The Cold War Playbook

Giants of the U.S. post-war experience shaped the early days of U.S. Cold War strategy. Truman, Marshall, and Kennan shaped the political framework of the United States’ early Cold War response, while others like Bernard Brodie and Paul Nitze shaped U.S. military strategy. But it wasn’t until the Eisenhower administration that the United States developed a national security strategy predicated on a generational confrontation with the Soviet Union. The central feature of the struggle, to Eisenhower, was political warfare — what today might be called information operations.

In an era where nuclear weapons made a shooting war between the Soviet Union and the United States unthinkable, American policymakers needed an alternative to appeasement or capitulation that fell short of hot war. The response was “cold war.”

Eisenhower and his Secretary of State, John Foster Dulles, broadly agreed with many of George Kennan’s insights about the Soviet Union, specifically that the Soviet Union was compromised by rot within its own system. In a 1950 book, War or Peace, Dulles chronicled the evidence of internal decay in the Soviet sphere. He pointed to the reception of German forces as liberators in Ukraine during the Second World War. The operation of the Soviet Union as a police state indicated to Dulles that tension was inherent within the system. As evidence of this, he pointed to the repression of the Orthodox faith and the estimated 15 million prisoners in Soviet concentration camps. Dulles also noted the influence of the Roman Catholic Church in Eastern Europe and the love of country there which would breed hatred of Russian domination. Dulles wrote, “Even today, the Communist structure is overextended, over rigid, and ill founded. It could be shaken if the difficulties that are latent were activated.”

Eisenhower shared Dulles’ view of “cold war” and in late November 1952, just weeks after winning the election, the president-elect began organizing an advisory committee to make recommendations on how his administration could more effectively conduct political warfare against the Soviet Union. Chaired by William Jackson, the former Deputy Director of Central Intelligence in the Truman administration, the Jackson Committee, as it was known, delivered its report on January 30, 1953 calling for the exploitation of vulnerabilities within the Soviet system. Specifically, the report urged the United States to capitalize on “the gap between communist ideology and Soviet practice.” Specifically, the Jackson Committee observed a number of internal weaknesses ripe for exploitation in the Soviet system. The first was the totalitarian nature of the regime. In the aftermath of Stalin’s death, the United States could hope to exploit tensions within the regime’s leadership, thereby, weakening its internal cohesion. The internal relationship within the communist bloc was also a source of potential weakness in the Soviet system. In fact, the Jackson committee noted latent indicators of unrest already prevalent throughout Eastern Europe.  The report observed:

The attitude of the Russian and satellite peoples toward their rulers is another major weakness, especially in times of crisis. Millions of Soviet citizens were ready, for example, to regard the Germans as liberators in World War II. The suppression of religion is an important source of discontent, especially in the satellite countries. The large scale use of terror and slave labor is also a divisive force within the Soviet system.

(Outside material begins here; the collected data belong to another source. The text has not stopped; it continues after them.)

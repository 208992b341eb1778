//! Straight-line code and selection

use crate::machine::descriptor::{Descriptor, Entry, LineRule, Preset};
use crate::memory::Value;

pub fn variable_swap() -> Descriptor {
    let mut d = Descriptor::new(
        "variable_swap",
        "Variable assignment",
        Entry {
            procedure: "main",
            line: 1,
            params: &[],
        },
    );
    d.initial = ["x", "y", "z"].into_iter().map(|n| (n, Value::Unset)).collect();
    d.rules = vec![
        LineRule::new("整数型: x ← 1").mutate(|s| s.set("x", Value::Int(1))),
        LineRule::new("整数型: y ← 2").mutate(|s| s.set("y", Value::Int(2))),
        LineRule::new("整数型: z ← 3").mutate(|s| s.set("z", Value::Int(3))),
        LineRule::new("x ← y").mutate(|s| {
            let y = s.get("y").clone();
            s.set("x", y);
        }),
        LineRule::new("y ← z").mutate(|s| {
            let z = s.get("z").clone();
            s.set("y", z);
        }),
        LineRule::new("z ← x").mutate(|s| {
            let x = s.get("x").clone();
            s.set("z", x);
        }),
        LineRule::new("yとzの値をこの順にコンマ区切りで出力する").mutate(|s| {
            let text = format!("{},{}", s.get("y"), s.get("z"));
            s.print(text);
        }),
    ];
    d
}

pub fn fizz_buzz() -> Descriptor {
    let mut d = Descriptor::new(
        "fizz_buzz",
        "Divisibility by 3 and 5",
        Entry {
            procedure: "fizzBuzz",
            line: 1,
            params: &[],
        },
    );
    d.initial = [("num", Value::Unset), ("result", Value::Unset)]
        .into_iter()
        .collect();
    d.required = vec!["num"];
    d.presets = num_presets(&[("3", 3), ("5", 5), ("15", 15), ("7", 7)]);
    d.result = Some("result");
    d.rules = vec![
        LineRule::new("○文字列型: fizzBuzz(整数型: num)"),
        LineRule::new("　文字列型: result").mutate(|s| s.set("result", Value::Unset)),
        LineRule::new("　if (num が 3と5 で割り切れる)").branch(|s| s.int("num") % 15 == 0, 4, 5),
        LineRule::new("　　result ← \"3と5で割り切れる\"")
            .mutate(|s| s.set("result", Value::str("3と5で割り切れる")))
            .goto(12),
        LineRule::new("　elseif (num が 3 で割り切れる)").branch(|s| s.int("num") % 3 == 0, 6, 7),
        LineRule::new("　　result ← \"3で割り切れる\"")
            .mutate(|s| s.set("result", Value::str("3で割り切れる")))
            .goto(12),
        LineRule::new("　elseif (num が 5 で割り切れる)").branch(|s| s.int("num") % 5 == 0, 8, 9),
        LineRule::new("　　result ← \"5で割り切れる\"")
            .mutate(|s| s.set("result", Value::str("5で割り切れる")))
            .goto(12),
        LineRule::new("　else"),
        LineRule::new("　　result ← \"3でも5でも割り切れない\"")
            .mutate(|s| s.set("result", Value::str("3でも5でも割り切れない")))
            .goto(12),
        LineRule::new("　endif"),
        LineRule::new("　return result").returns(|s| s.get("result").clone()),
    ];
    d
}

pub fn expression_eval() -> Descriptor {
    let mut d = Descriptor::new(
        "expression_eval",
        "Distance from the origin",
        Entry {
            procedure: "calc",
            line: 1,
            params: &[],
        },
    );
    d.initial = [
        ("x", Value::Int(3)),
        ("y", Value::Int(4)),
        ("result", Value::Unset),
    ]
    .into_iter()
    .collect();
    d.result = Some("result");
    d.rules = vec![
        LineRule::new("○実数型: calc(実数型: x, 実数型: y)"),
        LineRule::new("　return (x の 2乗 + y の 2乗) の正の平方根").returns(|s| {
            let (x, y) = (s.real("x"), s.real("y"));
            Value::Real((x * x + y * y).sqrt())
        }),
    ];
    d
}

/// Opponent-turn node values: each child of the root takes the smallest
/// value among its own children
pub fn minimax() -> Descriptor {
    let mut d = Descriptor::new(
        "minimax",
        "Minimax evaluation",
        Entry {
            procedure: "evaluate",
            line: 1,
            params: &[],
        },
    );
    d.initial = [
        ("leavesA", Value::ints(&[0, 10])),
        ("leavesB", Value::ints(&[-10, 0])),
        ("a", Value::Unset),
        ("b", Value::Unset),
    ]
    .into_iter()
    .collect();
    d.rules = vec![
        LineRule::new("【評価手順のトレース】"),
        LineRule::new("1. Aが指す子の評価値を計算する"),
        LineRule::new("  - さらにその子(孫)の評価値を確認 (0 と 10)"),
        LineRule::new("  - 「相手の手番」なので、最小値を選択 → 0")
            .mutate(|s| {
                let value = smallest(s.list("leavesA"));
                s.set("a", value);
            }),
        LineRule::new("2. Bが指す子の評価値を計算する"),
        LineRule::new("  - さらにその子(孫)の評価値を確認 (-10 と 0)"),
        LineRule::new("  - 「相手の手番」なので、最小値を選択 → -10")
            .mutate(|s| {
                let value = smallest(s.list("leavesB"));
                s.set("b", value);
            }),
        LineRule::new("3. 計算完了").end(),
    ];
    d
}

fn smallest(values: &[Value]) -> Value {
    values
        .iter()
        .filter_map(Value::as_int)
        .min()
        .map_or(Value::Unset, Value::Int)
}

pub fn admission_fee() -> Descriptor {
    let mut d = Descriptor::new(
        "admission_fee",
        "Admission fee by age",
        Entry {
            procedure: "fee",
            line: 1,
            params: &[],
        },
    );
    d.initial = [
        ("num", Value::Unset),
        ("ret", Value::Unset),
        ("result", Value::Unset),
    ]
    .into_iter()
    .collect();
    d.required = vec!["num"];
    d.presets = num_presets(&[("2", 2), ("4", 4), ("9", 9), ("11", 11)]);
    d.result = Some("result");
    d.rules = vec![
        LineRule::new("○整数型: fee(整数型: num)"),
        LineRule::new("　整数型: ret").mutate(|s| s.set("ret", Value::Unset)),
        LineRule::new("　if (num が 3 以下)").branch(|s| s.int("num") <= 3, 4, 5),
        LineRule::new("　　ret ← 100")
            .mutate(|s| s.set("ret", Value::Int(100)))
            .goto(9),
        LineRule::new("　elseif (num が 9 以下)").branch(|s| s.int("num") <= 9, 6, 7),
        LineRule::new("　　ret ← 300")
            .mutate(|s| s.set("ret", Value::Int(300)))
            .goto(9),
        LineRule::new("　else"),
        LineRule::new("　　ret ← 500").mutate(|s| s.set("ret", Value::Int(500))),
        LineRule::new("　endif"),
        LineRule::new("　return ret").returns(|s| s.get("ret").clone()),
    ];
    d
}

fn num_presets(values: &[(&'static str, i64)]) -> Vec<Preset> {
    values
        .iter()
        .map(|&(label, n)| Preset::new(label, [("num", Value::Int(n))]))
        .collect()
}

#[cfg(test)]
mod tests {
    use super::*;

    #[test]
    fn test_tables_validate() {
        for descriptor in [variable_swap(), fizz_buzz(), expression_eval(), admission_fee()] {
            assert_eq!(descriptor.validate(), Ok(()), "{}", descriptor.id);
        }
    }

    #[test]
    fn test_fizz_buzz_presets() {
        let labels: Vec<_> = fizz_buzz().presets.iter().map(|p| p.label).collect();
        assert_eq!(labels, vec!["3", "5", "15", "7"]);
    }
}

It wasn’t long before the Eisenhower administration was confronted with a real crisis born of these issues.

In June 1953, civil disorder spread across the Soviet sector of Germany. The internal deliberations of the Eisenhower administration reveal a focus on the political/psychological opportunities for exploiting the vulnerabilities made evident by the disturbances. Policy was set on June 29, 1953 when the National Security Council (NSC) issued NSC-158, “United States Objectives and Actions to Exploit the Unrest in the Satellite States.” The document called for the United States “to exploit satellite unrest as demonstrable proof that the Soviet Empire is beginning to crumble.”

The Eisenhower administration sought to emphasize the weaknesses within the Soviet system brought to light by the riots in Germany. Another June 29, 1953 report, “Interim U.S. Psychological Strategy Plan for Exploitation of Unrest in Satellite Europe,” prepared by the Psychological Strategy Board (PSB) — part of Eisenhower’s NSC — underscored the flaws in the Soviet system. It pointed to the now-familiar evidence of rot: “popular resentment” in Eastern Europe; and “the revelation that Soviet power in Eastern Germany has no basis but naked force;” as well as the novel turn of recent events, that “defiance of Soviet authority” had not been “equivalent to suicide.”

By the autumn of 1953, Eisenhower’s NSC had processed the input of the Jackson Committee, the legendary Solarium Exercises, and National Intelligence Estimate 99 — a long-range view of the Soviet threat. Political warfare featured prominently in each — and it would figure prominently in the administration’s first national security strategy, NSC 162/2 adopted on October 30, 1953. Among its policy objectives, the United States would maintain a credible military deterrent, it would seek to build strength and cohesion in the West, and it would play a long-game against the Soviets with a reliance on political warfare.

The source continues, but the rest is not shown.